What to do:
Please go line by line through the material and copy each one containing the word "embedded".

[[ Dataset records, beginning ]]

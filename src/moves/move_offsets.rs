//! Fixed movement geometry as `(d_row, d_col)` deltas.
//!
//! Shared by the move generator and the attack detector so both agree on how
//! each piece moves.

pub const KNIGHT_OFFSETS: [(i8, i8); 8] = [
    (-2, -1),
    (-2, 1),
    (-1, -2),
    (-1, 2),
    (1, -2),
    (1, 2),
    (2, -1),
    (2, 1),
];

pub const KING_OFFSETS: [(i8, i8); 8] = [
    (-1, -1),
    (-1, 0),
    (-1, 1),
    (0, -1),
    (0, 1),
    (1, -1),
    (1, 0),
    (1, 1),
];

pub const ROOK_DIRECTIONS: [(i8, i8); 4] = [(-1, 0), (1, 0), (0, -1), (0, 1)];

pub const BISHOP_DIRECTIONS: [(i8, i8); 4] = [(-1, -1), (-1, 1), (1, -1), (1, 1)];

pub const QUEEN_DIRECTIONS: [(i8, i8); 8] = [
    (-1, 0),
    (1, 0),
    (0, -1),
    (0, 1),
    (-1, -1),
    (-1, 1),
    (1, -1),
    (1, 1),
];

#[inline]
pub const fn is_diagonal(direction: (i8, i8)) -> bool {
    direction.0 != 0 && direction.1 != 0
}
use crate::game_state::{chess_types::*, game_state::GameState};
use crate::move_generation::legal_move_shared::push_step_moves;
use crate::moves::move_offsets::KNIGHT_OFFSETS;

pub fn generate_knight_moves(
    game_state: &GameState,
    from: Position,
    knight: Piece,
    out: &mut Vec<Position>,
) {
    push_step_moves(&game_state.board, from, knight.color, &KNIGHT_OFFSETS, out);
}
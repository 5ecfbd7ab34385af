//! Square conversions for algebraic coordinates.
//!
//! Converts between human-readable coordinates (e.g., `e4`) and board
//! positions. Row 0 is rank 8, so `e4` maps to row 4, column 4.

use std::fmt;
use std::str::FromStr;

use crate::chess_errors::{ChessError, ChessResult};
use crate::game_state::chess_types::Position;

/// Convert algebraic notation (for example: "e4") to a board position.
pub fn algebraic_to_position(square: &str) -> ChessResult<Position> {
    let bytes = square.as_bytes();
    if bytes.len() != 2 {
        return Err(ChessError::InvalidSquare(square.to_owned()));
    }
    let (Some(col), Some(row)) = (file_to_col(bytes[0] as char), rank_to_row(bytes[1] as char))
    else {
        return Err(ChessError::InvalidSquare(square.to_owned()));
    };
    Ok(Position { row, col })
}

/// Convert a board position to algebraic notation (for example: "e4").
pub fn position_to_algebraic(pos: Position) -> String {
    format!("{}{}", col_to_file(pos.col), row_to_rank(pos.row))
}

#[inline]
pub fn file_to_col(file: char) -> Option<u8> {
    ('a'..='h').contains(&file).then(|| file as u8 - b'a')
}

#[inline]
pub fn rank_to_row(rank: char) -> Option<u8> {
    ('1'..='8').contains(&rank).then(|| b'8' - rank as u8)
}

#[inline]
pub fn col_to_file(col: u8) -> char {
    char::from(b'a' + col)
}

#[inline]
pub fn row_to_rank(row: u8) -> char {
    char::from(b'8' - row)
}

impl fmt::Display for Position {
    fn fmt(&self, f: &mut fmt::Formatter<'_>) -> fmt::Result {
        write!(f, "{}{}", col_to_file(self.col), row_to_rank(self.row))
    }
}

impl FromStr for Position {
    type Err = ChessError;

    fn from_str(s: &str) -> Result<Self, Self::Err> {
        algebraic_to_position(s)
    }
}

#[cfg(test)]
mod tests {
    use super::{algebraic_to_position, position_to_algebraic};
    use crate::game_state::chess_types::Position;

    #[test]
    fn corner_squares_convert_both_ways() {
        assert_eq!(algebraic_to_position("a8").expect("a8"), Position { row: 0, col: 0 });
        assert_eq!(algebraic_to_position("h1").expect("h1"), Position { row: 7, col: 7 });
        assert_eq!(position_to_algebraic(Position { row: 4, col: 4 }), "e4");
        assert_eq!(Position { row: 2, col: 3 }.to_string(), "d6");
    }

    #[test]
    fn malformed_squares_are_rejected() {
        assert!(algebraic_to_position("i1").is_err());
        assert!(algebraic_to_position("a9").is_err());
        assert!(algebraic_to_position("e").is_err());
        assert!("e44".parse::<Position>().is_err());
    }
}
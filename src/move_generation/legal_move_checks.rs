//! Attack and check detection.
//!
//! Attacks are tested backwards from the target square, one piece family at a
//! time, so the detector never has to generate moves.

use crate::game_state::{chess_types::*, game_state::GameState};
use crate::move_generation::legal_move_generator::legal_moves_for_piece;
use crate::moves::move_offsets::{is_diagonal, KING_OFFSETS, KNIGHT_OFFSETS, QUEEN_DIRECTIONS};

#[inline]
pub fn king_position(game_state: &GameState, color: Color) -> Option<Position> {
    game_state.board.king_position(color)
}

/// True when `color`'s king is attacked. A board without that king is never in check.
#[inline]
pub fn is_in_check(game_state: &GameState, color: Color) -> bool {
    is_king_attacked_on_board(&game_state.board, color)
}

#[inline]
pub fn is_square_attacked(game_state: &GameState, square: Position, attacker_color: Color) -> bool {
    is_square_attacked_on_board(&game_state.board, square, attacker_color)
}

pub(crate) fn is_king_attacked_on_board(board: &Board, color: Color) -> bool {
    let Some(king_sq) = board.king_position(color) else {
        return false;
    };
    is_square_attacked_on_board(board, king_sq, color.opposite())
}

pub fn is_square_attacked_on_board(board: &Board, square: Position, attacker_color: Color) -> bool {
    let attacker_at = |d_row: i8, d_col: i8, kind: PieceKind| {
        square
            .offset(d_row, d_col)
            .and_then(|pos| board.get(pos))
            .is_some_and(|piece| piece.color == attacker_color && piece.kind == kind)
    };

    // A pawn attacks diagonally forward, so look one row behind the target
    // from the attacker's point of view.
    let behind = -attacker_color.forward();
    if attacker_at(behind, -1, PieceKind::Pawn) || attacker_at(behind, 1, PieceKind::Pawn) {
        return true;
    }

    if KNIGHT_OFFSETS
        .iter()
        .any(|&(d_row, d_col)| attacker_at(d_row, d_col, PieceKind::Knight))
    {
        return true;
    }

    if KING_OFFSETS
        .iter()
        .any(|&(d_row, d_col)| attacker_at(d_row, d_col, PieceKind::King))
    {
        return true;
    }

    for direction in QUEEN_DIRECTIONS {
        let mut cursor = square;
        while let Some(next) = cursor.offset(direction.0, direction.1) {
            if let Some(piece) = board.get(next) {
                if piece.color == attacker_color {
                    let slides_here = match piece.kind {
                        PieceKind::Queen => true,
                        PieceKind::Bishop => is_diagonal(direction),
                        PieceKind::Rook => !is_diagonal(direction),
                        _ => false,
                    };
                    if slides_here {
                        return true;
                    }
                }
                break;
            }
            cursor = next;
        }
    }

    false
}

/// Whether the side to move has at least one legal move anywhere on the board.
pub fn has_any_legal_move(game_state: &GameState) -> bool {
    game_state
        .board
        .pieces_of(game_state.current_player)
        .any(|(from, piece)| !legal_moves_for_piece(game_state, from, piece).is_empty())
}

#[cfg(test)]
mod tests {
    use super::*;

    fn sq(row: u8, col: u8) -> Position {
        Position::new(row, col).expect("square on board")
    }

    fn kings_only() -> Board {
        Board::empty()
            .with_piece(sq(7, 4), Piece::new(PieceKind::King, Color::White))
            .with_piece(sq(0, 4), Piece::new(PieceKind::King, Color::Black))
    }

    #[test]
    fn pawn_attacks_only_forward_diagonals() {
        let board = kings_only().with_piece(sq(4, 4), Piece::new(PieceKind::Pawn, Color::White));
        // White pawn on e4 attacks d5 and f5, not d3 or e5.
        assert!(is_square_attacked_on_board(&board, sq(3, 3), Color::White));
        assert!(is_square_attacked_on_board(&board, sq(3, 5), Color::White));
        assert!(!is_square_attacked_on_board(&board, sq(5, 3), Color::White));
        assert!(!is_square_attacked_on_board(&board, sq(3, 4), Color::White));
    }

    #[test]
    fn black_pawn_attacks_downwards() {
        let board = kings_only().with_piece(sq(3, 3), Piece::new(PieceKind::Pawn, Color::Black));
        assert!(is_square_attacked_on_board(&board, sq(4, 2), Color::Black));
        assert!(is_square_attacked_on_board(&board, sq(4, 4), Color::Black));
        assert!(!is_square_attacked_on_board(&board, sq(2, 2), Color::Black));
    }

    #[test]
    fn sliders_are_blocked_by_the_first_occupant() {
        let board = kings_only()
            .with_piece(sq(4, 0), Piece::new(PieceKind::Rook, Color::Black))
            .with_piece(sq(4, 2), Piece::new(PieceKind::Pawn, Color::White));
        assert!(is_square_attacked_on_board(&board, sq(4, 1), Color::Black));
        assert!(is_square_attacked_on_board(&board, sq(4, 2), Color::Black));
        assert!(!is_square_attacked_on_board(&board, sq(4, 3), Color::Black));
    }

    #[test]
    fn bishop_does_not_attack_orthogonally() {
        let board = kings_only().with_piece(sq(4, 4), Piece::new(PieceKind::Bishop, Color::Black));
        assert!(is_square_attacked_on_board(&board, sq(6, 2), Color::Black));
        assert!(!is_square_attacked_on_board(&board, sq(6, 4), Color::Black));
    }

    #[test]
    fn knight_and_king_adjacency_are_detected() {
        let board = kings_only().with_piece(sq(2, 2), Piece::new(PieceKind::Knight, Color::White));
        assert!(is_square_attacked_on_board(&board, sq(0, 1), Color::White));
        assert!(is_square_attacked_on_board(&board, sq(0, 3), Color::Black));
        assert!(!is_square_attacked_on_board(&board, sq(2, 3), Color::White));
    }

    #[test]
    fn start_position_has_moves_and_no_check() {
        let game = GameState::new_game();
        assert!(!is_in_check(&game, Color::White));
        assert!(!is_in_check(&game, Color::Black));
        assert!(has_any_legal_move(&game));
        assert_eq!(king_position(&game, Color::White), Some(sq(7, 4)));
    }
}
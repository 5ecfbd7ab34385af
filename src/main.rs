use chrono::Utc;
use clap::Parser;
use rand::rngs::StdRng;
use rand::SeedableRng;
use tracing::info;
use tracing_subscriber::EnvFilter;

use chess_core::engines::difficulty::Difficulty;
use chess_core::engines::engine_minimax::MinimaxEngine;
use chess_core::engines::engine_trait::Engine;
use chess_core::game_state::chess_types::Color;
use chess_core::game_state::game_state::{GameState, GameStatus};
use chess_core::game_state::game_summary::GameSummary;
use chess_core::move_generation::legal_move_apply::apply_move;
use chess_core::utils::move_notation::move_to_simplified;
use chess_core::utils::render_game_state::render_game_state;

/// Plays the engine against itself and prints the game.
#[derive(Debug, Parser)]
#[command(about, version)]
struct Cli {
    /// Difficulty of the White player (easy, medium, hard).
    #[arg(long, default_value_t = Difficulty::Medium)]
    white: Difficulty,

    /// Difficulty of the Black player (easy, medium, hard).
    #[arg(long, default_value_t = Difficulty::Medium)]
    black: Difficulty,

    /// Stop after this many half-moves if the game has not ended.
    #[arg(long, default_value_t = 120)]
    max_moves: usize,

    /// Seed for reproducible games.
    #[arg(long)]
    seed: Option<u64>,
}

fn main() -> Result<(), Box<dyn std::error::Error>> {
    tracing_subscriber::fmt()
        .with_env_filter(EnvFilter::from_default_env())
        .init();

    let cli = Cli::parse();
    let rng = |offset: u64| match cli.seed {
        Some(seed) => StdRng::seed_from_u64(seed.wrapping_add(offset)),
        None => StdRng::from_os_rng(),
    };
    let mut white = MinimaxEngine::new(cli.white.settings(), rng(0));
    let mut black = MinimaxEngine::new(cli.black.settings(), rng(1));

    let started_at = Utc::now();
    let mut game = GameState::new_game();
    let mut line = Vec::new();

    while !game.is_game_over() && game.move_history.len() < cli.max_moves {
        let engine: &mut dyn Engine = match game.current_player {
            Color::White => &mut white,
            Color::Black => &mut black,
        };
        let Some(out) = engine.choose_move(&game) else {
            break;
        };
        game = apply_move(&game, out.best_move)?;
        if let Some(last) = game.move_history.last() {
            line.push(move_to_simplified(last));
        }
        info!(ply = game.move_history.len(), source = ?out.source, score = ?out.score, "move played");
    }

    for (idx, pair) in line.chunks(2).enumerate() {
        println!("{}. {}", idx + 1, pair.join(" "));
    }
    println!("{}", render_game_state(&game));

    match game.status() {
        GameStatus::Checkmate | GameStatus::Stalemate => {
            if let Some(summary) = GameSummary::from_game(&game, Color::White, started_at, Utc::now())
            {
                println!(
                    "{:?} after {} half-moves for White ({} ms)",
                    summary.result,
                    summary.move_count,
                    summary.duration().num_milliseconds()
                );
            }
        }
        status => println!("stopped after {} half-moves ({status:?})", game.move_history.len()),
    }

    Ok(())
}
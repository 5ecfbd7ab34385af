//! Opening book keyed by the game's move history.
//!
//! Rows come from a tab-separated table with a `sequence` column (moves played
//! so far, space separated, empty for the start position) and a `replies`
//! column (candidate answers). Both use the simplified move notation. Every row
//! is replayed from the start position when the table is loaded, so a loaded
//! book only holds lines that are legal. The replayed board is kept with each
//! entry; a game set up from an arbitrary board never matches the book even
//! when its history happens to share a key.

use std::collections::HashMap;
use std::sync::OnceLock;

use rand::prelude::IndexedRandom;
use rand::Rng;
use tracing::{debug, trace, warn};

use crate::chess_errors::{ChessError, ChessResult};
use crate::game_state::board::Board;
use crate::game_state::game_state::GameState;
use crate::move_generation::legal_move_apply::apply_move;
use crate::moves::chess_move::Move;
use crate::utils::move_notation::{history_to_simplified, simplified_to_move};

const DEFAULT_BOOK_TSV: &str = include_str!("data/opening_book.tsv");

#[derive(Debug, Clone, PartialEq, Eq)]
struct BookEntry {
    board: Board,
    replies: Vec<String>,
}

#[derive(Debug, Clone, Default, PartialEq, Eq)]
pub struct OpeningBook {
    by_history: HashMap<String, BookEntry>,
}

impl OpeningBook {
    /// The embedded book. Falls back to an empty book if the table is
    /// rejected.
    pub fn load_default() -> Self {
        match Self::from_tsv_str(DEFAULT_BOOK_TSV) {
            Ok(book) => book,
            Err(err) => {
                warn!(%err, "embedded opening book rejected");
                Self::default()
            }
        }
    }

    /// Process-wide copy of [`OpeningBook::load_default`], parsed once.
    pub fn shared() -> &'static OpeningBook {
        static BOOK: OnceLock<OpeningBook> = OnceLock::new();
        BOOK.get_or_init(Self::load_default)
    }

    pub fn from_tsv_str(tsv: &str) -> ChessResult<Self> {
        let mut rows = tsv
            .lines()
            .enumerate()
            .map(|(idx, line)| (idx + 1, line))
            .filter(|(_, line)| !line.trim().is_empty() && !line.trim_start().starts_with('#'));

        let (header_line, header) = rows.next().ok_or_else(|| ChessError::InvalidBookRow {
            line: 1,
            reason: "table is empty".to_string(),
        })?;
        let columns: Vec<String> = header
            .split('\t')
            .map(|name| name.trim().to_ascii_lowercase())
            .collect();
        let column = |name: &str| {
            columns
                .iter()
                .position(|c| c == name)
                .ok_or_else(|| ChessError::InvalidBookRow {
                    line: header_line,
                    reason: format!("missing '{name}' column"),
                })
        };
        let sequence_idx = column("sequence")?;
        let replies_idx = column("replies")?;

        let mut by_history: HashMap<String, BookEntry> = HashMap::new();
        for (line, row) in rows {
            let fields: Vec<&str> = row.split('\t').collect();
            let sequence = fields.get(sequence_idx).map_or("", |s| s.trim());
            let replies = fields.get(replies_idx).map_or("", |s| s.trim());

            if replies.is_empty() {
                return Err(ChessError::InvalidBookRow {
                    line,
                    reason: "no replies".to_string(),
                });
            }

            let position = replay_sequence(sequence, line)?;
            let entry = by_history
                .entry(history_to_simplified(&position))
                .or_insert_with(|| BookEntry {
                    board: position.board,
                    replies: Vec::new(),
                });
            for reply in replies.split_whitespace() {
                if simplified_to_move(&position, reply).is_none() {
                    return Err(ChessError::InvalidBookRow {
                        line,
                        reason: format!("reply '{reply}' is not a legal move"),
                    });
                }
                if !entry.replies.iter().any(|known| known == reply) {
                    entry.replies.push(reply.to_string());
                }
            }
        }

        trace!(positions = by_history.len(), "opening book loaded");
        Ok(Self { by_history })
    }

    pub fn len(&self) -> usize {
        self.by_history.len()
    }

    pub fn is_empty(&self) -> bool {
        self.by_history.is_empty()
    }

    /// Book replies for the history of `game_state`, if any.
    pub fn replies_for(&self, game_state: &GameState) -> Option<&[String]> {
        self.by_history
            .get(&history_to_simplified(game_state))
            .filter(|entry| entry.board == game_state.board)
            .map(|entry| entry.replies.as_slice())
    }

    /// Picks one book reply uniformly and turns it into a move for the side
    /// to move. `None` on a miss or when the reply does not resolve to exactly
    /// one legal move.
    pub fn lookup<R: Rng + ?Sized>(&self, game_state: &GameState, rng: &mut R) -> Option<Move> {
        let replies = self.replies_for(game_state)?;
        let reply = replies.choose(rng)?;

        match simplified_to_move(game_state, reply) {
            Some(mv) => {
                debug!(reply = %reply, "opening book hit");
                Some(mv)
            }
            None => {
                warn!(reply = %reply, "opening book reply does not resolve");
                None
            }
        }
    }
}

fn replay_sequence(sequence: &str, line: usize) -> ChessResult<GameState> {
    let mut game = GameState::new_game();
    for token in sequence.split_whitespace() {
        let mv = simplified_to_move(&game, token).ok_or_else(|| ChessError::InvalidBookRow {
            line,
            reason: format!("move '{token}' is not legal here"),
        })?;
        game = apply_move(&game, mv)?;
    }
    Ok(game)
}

[[ Dataset records, end ]]

Completed exercise:
    /// The embedded book. Falls back to an empty book if the table is
                warn!(%err, "embedded opening book rejected");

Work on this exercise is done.